--- START ---

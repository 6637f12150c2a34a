use crate::Result;

use tabula_core::{async_trait, Connection, Driver, Error};

use std::borrow::Cow;

use url::Url;

/// A driver selected from a connection URL's scheme.
///
/// `postgresql://` (or `postgres://`), `mysql://` and `sqlite:` URLs are
/// recognized. Each backend is only available when its crate feature is
/// enabled.
#[derive(Debug)]
pub struct Connect {
    driver: Box<dyn Driver>,
}

impl Connect {
    pub fn new(url: &str) -> Result<Self> {
        let parsed = Url::parse(url)
            .map_err(|err| Error::invalid_connection_url(format!("{url}: {err}")))?;

        let driver = match parsed.scheme() {
            "postgresql" | "postgres" => connect_postgresql(url)?,
            "mysql" => connect_mysql(url)?,
            "sqlite" => connect_sqlite(url)?,
            scheme => {
                return Err(Error::invalid_connection_url(format!(
                    "unsupported database; scheme={scheme}"
                )))
            }
        };

        Ok(Self { driver })
    }
}

#[async_trait]
impl Driver for Connect {
    fn driver_name(&self) -> &'static str {
        self.driver.driver_name()
    }

    fn url(&self) -> Cow<'_, str> {
        self.driver.url()
    }

    async fn connect(&self) -> Result<Box<dyn Connection>> {
        self.driver.connect().await
    }

    fn max_connections(&self) -> Option<usize> {
        self.driver.max_connections()
    }
}

#[cfg(feature = "postgresql")]
fn connect_postgresql(url: &str) -> Result<Box<dyn Driver>> {
    Ok(Box::new(tabula_driver_postgresql::PostgreSQL::new(url)?))
}

#[cfg(not(feature = "postgresql"))]
fn connect_postgresql(_url: &str) -> Result<Box<dyn Driver>> {
    Err(Error::configuration("`postgresql` feature not enabled"))
}

#[cfg(feature = "mysql")]
fn connect_mysql(url: &str) -> Result<Box<dyn Driver>> {
    Ok(Box::new(tabula_driver_mysql::MySQL::new(url)?))
}

#[cfg(not(feature = "mysql"))]
fn connect_mysql(_url: &str) -> Result<Box<dyn Driver>> {
    Err(Error::configuration("`mysql` feature not enabled"))
}

#[cfg(feature = "sqlite")]
fn connect_sqlite(url: &str) -> Result<Box<dyn Driver>> {
    Ok(Box::new(tabula_driver_sqlite::Sqlite::new(url)?))
}

#[cfg(not(feature = "sqlite"))]
fn connect_sqlite(_url: &str) -> Result<Box<dyn Driver>> {
    Err(Error::configuration("`sqlite` feature not enabled"))
}
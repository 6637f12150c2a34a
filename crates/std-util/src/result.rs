/// Unwraps an `Err`, panicking with the `Ok` value otherwise.
#[macro_export]
macro_rules! assert_err {
    ($e:expr $(, $($t:tt)* )?) => {
        match $e {
            Err(e) => e,
            Ok(actual) => {
                use std::fmt::Write;
                let mut msg = format!("expected `Err`; actual=Ok({:?})", actual);

                $(
                    write!(msg, ", ").unwrap();
                    write!(msg, $($t)*).unwrap();
                )?

                panic!("{}", msg);
            }
        }
    };
}

/// Unwraps an `Ok`, panicking with the error's display form otherwise.
#[macro_export]
macro_rules! assert_ok {
    ($e:expr) => {
        match $e {
            Ok(v) => v,
            Err(err) => panic!("expected `Ok`; error={err}"),
        }
    };
}
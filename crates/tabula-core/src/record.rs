use crate::{
    stmt::{Type, Value},
    Result,
};

/// Column metadata for one field of a [`Record`].
#[derive(Debug, Clone, Copy, PartialEq, Eq)]
pub struct Field {
    /// The field name as declared on the type.
    pub name: &'static str,

    /// Storage type of the column.
    pub ty: Type,

    /// Whether the field accepts null (`Option<T>`).
    pub nullable: bool,

    /// Whether this is the identity field.
    pub key: bool,
}

/// A flat type whose fields map one-to-one to the columns of a table.
///
/// Implemented by `#[derive(Record)]`. Field order in [`Record::FIELDS`] is the
/// declaration order, and is the column order of every generated statement.
pub trait Record: Send + Sync + Sized + 'static {
    /// Bare type name, without any module path.
    const NAME: &'static str;

    /// Table name override. When `None`, the table name is derived from
    /// [`Record::NAME`].
    const TABLE: Option<&'static str> = None;

    /// Fields in declaration order.
    const FIELDS: &'static [Field];

    /// Returns the value of the field at `index`.
    fn get(&self, index: usize) -> Value;

    /// Stores `value` into the field at `index`.
    fn set(&mut self, index: usize, value: Value) -> Result<()>;

    /// Position of the identity field, if the type has one.
    fn identity_index() -> Option<usize> {
        Self::FIELDS.iter().position(|field| field.key)
    }
}
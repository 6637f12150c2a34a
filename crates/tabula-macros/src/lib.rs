extern crate proc_macro;

use proc_macro::TokenStream;

/// Derives `tabula::Record` for a struct with named fields.
///
/// The identity field is the field marked `#[key]`, or else the field named
/// `id`. `#[table = "name"]` on the struct overrides the table name derived
/// from the type name.
#[proc_macro_derive(Record, attributes(key, table))]
pub fn derive_record(input: TokenStream) -> TokenStream {
    match tabula_codegen::generate(input.into()) {
        Ok(output) => output.into(),
        Err(e) => e.to_compile_error().into(),
    }
}
mod value;
pub(crate) use value::Value;

use rusqlite::Connection as RusqliteConnection;
use std::{
    borrow::Cow,
    path::{Path, PathBuf},
};
use tabula_core::{
    async_trait,
    driver::{operation::QuerySql, Driver, Operation, Response},
    stmt, Error, Result,
};
use tabula_sql::Dialect;
use url::Url;

#[derive(Debug)]
pub enum Sqlite {
    File(PathBuf),
    InMemory,
}

impl Sqlite {
    /// Create a new SQLite driver with an arbitrary connection URL
    pub fn new(url: impl Into<String>) -> Result<Self> {
        let url_str = url.into();
        let url = Url::parse(&url_str).map_err(Error::driver_operation_failed)?;

        if url.scheme() != "sqlite" {
            return Err(Error::invalid_connection_url(format!(
                "connection URL does not have a `sqlite` scheme; url={url_str}"
            )));
        }

        if url.path() == ":memory:" {
            Ok(Self::InMemory)
        } else {
            Ok(Self::File(PathBuf::from(url.path())))
        }
    }

    /// Create an in-memory SQLite database
    pub fn in_memory() -> Self {
        Self::InMemory
    }

    /// Open a SQLite database at the specified file path
    pub fn open<P: AsRef<Path>>(path: P) -> Self {
        Self::File(path.as_ref().to_path_buf())
    }
}

#[async_trait]
impl Driver for Sqlite {
    fn driver_name(&self) -> &'static str {
        "sqlite"
    }

    fn url(&self) -> Cow<'_, str> {
        match self {
            Sqlite::InMemory => Cow::Borrowed("sqlite::memory:"),
            Sqlite::File(path) => Cow::Owned(format!("sqlite:{}", path.display())),
        }
    }

    async fn connect(&self) -> Result<Box<dyn tabula_core::Connection>> {
        let connection = match self {
            Sqlite::File(path) => Connection::open(path)?,
            Sqlite::InMemory => Connection::in_memory()?,
        };
        Ok(Box::new(connection))
    }

    fn max_connections(&self) -> Option<usize> {
        // Every in-memory connection is a separate database.
        matches!(self, Self::InMemory).then_some(1)
    }
}

#[derive(Debug)]
pub struct Connection {
    connection: RusqliteConnection,
}

impl Connection {
    pub fn in_memory() -> Result<Self> {
        let connection =
            RusqliteConnection::open_in_memory().map_err(Error::driver_operation_failed)?;
        Ok(Self { connection })
    }

    pub fn open<P: AsRef<Path>>(path: P) -> Result<Self> {
        let connection = RusqliteConnection::open(path).map_err(Error::driver_operation_failed)?;
        Ok(Self { connection })
    }

    fn query_sql(&mut self, query: QuerySql) -> Result<Response> {
        let mut stmt = self
            .connection
            .prepare_cached(&query.sql)
            .map_err(Error::driver_operation_failed)?;

        let params = query.params.into_iter().map(Value::from).collect::<Vec<_>>();

        let Some(ret_tys) = query.ret else {
            let count = stmt
                .execute(rusqlite::params_from_iter(params.iter()))
                .map_err(Error::driver_operation_failed)?;

            return Ok(Response::count(count as _));
        };

        let width = stmt.column_count();
        let mut rows = stmt
            .query(rusqlite::params_from_iter(params.iter()))
            .map_err(Error::driver_operation_failed)?;

        let mut ret = vec![];

        while let Some(row) = rows.next().map_err(Error::driver_operation_failed)? {
            let mut items = Vec::with_capacity(width);

            for index in 0..width {
                let ty = ret_tys.get(index).copied().unwrap_or(stmt::Type::Null);
                items.push(Value::from_sql(row, index, ty)?.into_inner());
            }

            ret.push(stmt::ValueRecord::from_vec(items));
        }

        Ok(Response::values(ret))
    }
}

#[async_trait]
impl tabula_core::driver::Connection for Connection {
    async fn exec(&mut self, op: Operation) -> Result<Response> {
        match op {
            Operation::QuerySql(query) => self.query_sql(query),
            Operation::Transaction(op) => {
                self.connection
                    .execute(Dialect::sqlite().transaction(op), [])
                    .map_err(Error::driver_operation_failed)?;
                Ok(Response::count(0))
            }
        }
    }
}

--- END ---

◆ **About this task**: Write out, exactly and with nothing else, the lines of the listing above from its first line through the line with "crate feature is".

◆ **Answer area**:
repository 6637f12150c2a34a
use crate::Result;

use tabula_core::{async_trait, Connection, Driver, Error};

use std::borrow::Cow;

use url::Url;

/// A driver selected from a connection URL's scheme.
///
/// `postgresql://` (or `postgres://`), `mysql://` and `sqlite:` URLs are
/// recognized. Each backend is only available when its crate feature is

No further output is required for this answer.